[Exercise requirements] Return each line in the records below that includes "text".

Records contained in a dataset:
—————

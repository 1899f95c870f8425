use crate::domain::{AppError, RunDetails, RunSnapshot};

/// Boundary to the GitHub CLI.
///
/// Every method maps to one `gh` invocation; implementations return the
/// parsed result, or an `AppError` for a non-zero exit, malformed output,
/// or a missed deadline.
pub trait GitHub {
    /// Check the CLI is installed (`gh --version`).
    fn check_installed(&self) -> Result<(), AppError>;

    /// Check the CLI reports an authenticated session (`gh auth status`).
    fn check_authenticated(&self) -> Result<(), AppError>;

    /// Resolve the `owner/repo` slug for the current repository.
    fn repo_slug(&self) -> Result<String, AppError>;

    /// Start a workflow run on `ref_name` with flattened key=value inputs.
    fn dispatch_workflow(
        &self,
        workflow: &str,
        ref_name: &str,
        inputs: &[(String, String)],
    ) -> Result<(), AppError>;

    /// Id of the most recent run for a workflow file, if the listing has
    /// caught up with the dispatch.
    fn latest_run_id(&self, workflow: &str) -> Result<Option<u64>, AppError>;

    /// Point-in-time status of one run.
    fn run_snapshot(&self, run_id: u64) -> Result<RunSnapshot, AppError>;

    /// Status plus per-job breakdown of one run.
    fn run_details(&self, run_id: u64) -> Result<RunDetails, AppError>;

    /// Log text scoped to a single job.
    fn job_log(&self, run_id: u64, job_id: u64) -> Result<String, AppError>;

    /// Log text restricted to failed steps.
    fn failed_step_log(&self, run_id: u64) -> Result<String, AppError>;

    /// The complete run log.
    fn full_log(&self, run_id: u64) -> Result<String, AppError>;
}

—————

[Exercise result]
    /// Log text scoped to a single job.
    /// Log text restricted to failed steps.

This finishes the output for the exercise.